+++ Source records +++
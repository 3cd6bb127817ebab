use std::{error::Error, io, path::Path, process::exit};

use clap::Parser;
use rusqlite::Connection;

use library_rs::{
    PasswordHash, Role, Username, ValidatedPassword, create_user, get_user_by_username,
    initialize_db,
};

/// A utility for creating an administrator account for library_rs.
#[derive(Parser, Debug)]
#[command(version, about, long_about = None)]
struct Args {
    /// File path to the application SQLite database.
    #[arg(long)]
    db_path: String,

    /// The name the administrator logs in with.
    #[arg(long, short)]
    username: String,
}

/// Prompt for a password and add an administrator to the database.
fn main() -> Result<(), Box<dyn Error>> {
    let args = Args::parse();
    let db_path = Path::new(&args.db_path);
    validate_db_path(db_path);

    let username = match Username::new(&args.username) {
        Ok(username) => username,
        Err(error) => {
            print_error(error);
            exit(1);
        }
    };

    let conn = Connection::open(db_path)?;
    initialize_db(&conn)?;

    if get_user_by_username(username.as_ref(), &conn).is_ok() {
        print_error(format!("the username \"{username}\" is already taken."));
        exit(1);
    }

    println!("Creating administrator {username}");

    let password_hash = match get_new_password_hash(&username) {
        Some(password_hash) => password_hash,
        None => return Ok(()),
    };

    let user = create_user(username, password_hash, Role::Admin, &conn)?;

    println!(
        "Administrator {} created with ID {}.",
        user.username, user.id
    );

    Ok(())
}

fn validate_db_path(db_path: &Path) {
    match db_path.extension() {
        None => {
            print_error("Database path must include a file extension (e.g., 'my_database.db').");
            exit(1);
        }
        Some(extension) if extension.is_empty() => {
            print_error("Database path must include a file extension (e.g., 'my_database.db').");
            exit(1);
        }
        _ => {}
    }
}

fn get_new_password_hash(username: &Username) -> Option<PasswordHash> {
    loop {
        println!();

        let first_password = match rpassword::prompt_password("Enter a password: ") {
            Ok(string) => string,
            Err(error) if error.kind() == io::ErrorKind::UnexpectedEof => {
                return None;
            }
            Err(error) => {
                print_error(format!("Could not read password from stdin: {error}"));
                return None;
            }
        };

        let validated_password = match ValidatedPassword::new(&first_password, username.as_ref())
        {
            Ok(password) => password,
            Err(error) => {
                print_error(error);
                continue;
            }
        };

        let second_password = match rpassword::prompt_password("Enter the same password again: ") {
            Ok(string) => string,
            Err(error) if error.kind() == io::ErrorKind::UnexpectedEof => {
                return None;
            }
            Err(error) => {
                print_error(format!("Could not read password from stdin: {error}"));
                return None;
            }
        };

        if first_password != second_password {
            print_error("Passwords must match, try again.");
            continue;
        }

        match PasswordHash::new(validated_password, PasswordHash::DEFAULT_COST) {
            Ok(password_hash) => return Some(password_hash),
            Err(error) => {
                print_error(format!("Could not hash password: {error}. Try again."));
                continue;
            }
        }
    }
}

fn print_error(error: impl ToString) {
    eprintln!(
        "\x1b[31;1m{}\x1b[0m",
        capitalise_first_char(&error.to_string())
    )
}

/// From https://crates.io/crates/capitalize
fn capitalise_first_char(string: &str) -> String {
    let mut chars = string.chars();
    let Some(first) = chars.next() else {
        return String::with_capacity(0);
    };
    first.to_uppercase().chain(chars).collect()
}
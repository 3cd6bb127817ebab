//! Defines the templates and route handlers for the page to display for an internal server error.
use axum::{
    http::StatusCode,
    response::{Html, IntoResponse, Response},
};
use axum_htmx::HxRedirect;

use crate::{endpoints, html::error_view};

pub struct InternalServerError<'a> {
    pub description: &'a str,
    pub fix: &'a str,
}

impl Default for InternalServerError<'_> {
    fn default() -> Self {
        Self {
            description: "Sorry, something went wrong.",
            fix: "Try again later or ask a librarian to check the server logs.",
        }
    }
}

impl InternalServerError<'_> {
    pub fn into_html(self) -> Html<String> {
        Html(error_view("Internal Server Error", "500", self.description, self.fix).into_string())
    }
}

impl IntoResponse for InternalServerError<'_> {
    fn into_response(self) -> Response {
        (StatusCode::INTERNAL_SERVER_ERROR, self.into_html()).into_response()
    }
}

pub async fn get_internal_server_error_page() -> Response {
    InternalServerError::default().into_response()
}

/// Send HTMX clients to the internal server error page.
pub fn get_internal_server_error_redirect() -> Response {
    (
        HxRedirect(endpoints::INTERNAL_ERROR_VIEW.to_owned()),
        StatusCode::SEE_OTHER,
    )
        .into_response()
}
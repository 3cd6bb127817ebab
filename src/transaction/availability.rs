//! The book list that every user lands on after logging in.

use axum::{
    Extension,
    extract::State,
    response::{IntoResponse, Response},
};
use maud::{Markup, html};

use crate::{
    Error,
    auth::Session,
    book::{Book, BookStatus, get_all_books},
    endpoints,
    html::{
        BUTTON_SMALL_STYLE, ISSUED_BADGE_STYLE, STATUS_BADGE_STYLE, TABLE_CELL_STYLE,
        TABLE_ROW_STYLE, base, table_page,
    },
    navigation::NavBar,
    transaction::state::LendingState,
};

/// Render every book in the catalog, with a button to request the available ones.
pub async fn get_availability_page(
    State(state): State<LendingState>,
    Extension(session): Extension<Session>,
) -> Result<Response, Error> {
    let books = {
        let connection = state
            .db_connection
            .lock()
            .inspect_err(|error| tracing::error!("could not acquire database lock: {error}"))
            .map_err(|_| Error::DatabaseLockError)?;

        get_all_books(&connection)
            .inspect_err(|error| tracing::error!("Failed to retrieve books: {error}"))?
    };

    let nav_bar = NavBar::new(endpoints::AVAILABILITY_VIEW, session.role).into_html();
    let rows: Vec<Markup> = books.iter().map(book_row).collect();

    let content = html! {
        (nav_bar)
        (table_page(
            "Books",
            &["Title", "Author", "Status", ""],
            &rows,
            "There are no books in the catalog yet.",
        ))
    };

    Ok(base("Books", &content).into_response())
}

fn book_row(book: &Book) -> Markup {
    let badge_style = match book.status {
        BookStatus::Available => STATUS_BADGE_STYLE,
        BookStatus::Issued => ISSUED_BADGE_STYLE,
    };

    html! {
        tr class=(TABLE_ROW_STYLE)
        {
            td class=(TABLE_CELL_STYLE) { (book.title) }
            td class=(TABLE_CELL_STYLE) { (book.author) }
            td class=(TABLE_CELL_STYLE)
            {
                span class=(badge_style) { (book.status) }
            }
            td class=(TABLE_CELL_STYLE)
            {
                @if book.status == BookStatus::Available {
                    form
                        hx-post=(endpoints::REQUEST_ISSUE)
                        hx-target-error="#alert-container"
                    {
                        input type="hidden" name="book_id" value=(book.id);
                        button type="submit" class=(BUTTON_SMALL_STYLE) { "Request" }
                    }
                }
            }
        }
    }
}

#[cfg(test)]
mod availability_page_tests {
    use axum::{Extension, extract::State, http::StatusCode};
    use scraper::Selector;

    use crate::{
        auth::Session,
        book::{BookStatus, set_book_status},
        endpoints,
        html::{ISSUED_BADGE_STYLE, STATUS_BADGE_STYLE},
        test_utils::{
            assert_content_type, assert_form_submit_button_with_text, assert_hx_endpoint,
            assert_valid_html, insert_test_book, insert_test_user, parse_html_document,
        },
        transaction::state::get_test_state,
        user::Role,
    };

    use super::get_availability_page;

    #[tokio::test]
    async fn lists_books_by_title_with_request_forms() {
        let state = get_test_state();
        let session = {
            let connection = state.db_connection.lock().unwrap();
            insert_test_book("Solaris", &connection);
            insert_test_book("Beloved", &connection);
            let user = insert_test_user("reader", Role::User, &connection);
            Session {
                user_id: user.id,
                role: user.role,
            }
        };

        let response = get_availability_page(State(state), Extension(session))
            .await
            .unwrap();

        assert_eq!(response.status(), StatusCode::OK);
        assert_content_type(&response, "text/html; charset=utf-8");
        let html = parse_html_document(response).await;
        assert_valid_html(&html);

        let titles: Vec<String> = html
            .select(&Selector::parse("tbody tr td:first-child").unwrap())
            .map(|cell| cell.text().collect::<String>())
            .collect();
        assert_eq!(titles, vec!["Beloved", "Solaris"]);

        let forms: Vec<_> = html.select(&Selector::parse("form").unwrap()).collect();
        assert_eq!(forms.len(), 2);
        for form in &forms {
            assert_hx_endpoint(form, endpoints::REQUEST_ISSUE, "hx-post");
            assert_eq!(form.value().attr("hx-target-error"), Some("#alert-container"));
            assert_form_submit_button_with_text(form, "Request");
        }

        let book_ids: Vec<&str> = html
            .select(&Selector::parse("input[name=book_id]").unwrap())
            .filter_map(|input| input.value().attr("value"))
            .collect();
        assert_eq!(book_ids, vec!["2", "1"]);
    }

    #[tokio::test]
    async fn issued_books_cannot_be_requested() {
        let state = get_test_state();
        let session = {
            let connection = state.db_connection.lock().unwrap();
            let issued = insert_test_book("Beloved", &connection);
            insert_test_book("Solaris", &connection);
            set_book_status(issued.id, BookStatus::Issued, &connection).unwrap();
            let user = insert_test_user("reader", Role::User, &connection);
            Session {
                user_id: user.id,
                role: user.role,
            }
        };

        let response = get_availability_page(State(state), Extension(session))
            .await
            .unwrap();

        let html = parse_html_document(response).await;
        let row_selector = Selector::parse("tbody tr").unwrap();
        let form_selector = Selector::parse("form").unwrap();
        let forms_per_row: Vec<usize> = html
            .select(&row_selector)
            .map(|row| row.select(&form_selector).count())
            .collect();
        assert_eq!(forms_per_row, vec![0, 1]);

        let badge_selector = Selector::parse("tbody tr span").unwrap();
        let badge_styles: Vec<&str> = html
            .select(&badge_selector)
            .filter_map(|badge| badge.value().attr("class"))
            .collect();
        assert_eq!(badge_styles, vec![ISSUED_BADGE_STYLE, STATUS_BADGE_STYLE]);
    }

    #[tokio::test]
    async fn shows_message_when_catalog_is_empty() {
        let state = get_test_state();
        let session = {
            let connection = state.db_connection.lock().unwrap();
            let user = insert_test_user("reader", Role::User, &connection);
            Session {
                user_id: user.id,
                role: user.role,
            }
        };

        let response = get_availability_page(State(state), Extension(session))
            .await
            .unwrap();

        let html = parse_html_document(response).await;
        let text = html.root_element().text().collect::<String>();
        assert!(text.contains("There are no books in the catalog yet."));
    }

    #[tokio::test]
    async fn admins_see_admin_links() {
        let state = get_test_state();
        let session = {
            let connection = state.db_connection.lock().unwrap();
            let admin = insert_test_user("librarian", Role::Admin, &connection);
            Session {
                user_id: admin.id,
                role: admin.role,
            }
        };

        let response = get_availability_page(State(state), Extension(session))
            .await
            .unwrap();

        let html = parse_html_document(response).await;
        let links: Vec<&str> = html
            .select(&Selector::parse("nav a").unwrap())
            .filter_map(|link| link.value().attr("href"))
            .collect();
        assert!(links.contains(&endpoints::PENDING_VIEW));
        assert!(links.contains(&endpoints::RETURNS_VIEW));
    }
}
+++
Task statement
Which lines above include the word "Markup"? Show each one.

Answer to this task
use maud::{Markup, html};
    let rows: Vec<Markup> = books.iter().map(book_row).collect();
fn book_row(book: &Book) -> Markup {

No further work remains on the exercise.